If the increase in inequality was illusory, that means either the poor were getting better off in ways we weren't measuring (something I think the CATO report does not advance. I am aware that the official poverty statistics are all messed up, but if anything transfers to the poor have been about steady since Reagan, not growing. right?), or the growth in income at the top was somehow illusory (which the CATO report seems to support). However, if the income growth at the top was illusory, how was the average income (GDP per capita) increasing if the median wage wasn't increasing?
Seems like this is a circle that needs to be squared. These three things seem to be mutually inconsistent:
stagnant median real income (or 1st quintile income)
increasing average real income.
Steady "inequality."
One of these would have to be false, right? But doesn't the CATO paper suggest that all of these are happening at once? Something smells queer about this.
As for why we should CARE about inequality: I think when you live in a democracy you need to worry about a bunch of grumpy, anti-free traders getting upset about the wealthy. This does not have to be an Oktober Revolution type thing. Upset people who feel pissed about plutocrats can hurt the nation in all sorts of great ways without rising up against us. Restrictions on outsourcing, trade restrictions, profit caps . . . who knows what else some clever politician might come up with. Once the electorate gets in the habit of regulating those things, who knows what they'll move onto next.

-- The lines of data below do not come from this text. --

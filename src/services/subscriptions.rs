// src/services/subscriptions.rs

//! Subscription resolution.
//!
//! Maps institution labels to the set of recipients who subscribed to them.
//! Only `ACTIVE` rows count; the schools column is a comma-delimited label
//! list (full-width commas tolerated, since rows are often pasted from
//! spreadsheets using CJK punctuation).

use std::collections::{BTreeMap, BTreeSet};
use std::fs;
use std::path::Path;

use crate::error::{AppError, Result};
use crate::models::{SubscriberRow, SubscriptionsFile};

/// Label -> set of recipient addresses. Ordered maps keep message building
/// deterministic.
pub type SubscriptionMap = BTreeMap<String, BTreeSet<String>>;

/// Loads and resolves the subscriptions file.
#[derive(Debug)]
pub struct SubscriptionResolver {
    rows: Vec<SubscriberRow>,
}

impl SubscriptionResolver {
    /// Load subscriber rows from a TOML file.
    ///
    /// A missing file or a row missing a required column is a configuration
    /// error: without a readable subscriber list, per-subscriber mode cannot
    /// address anyone.
    pub fn load(path: impl AsRef<Path>) -> Result<Self> {
        let path = path.as_ref();
        let content = fs::read_to_string(path).map_err(|e| {
            if e.kind() == std::io::ErrorKind::NotFound {
                AppError::config(format!("Subscriptions file not found: {}", path.display()))
            } else {
                AppError::Io(e)
            }
        })?;

        let file: SubscriptionsFile = toml::from_str(&content).map_err(|e| {
            AppError::config(format!(
                "Invalid subscriptions file {}: {e}",
                path.display()
            ))
        })?;

        Ok(Self {
            rows: file.subscribers,
        })
    }

    /// Build a resolver directly from rows (used by tests and callers that
    /// already hold the data).
    pub fn from_rows(rows: Vec<SubscriberRow>) -> Self {
        Self { rows }
    }

    /// Resolve rows into a label -> recipients mapping.
    ///
    /// Rows that are not ACTIVE, have an empty email, or list no labels are
    /// skipped silently. A label nobody subscribed to is simply absent.
    pub fn resolve(&self) -> SubscriptionMap {
        let mut map = SubscriptionMap::new();

        for row in &self.rows {
            if !row.status.trim().eq_ignore_ascii_case("ACTIVE") {
                continue;
            }
            let email = row.email.trim();
            if email.is_empty() {
                continue;
            }

            for label in split_labels(&row.schools) {
                map.entry(label).or_default().insert(email.to_string());
            }
        }

        map
    }
}

/// Split a schools column into trimmed labels, tolerating full-width commas.
fn split_labels(raw: &str) -> Vec<String> {
    raw.replace('\u{ff0c}', ",")
        .split(',')
        .map(str::trim)
        .filter(|s| !s.is_empty())
        .map(str::to_string)
        .collect()
}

Of course, for a libertarian, I suppose we should worry about how much of the inequality is "natural" and how much arises from government policies restricting entry, or distributing rents inequitably. We can worry about that all we want. The crazy populists who use huge wealth disparities to gain control of the central government will not worry about these things. I have spoken to these people at conferences, and they do not think of things this way.

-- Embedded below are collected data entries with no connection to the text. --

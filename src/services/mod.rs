//! Service layer for the watcher application.
//!
//! This module contains the business logic for:
//! - Concurrent page fetching (`PageFetcher`)
//! - Subscription resolution (`SubscriptionResolver`)

mod fetcher;
mod subscriptions;

pub use fetcher::{FetchFailure, PageFetcher, SnapshotResult};
pub use subscriptions::{SubscriptionMap, SubscriptionResolver};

"Of course, there's also the question of whether income inequality is really something we ought to worry about, anyway."
I remember when I was a kid and some authority figure tried to impose whatever rule on me, at first, when I was real young, I used to try to discuss the rule. I'd question whether it was really good for me or all of us, blah, blah, blah. But as I got older, I started to realize that those discussions were usually just a waste of time, that it was much more effective to just express disdain.
...disdain for the people in authority, disdain for believing that they knew what was best for me, and disdain for believing that they knew what was best for all of us.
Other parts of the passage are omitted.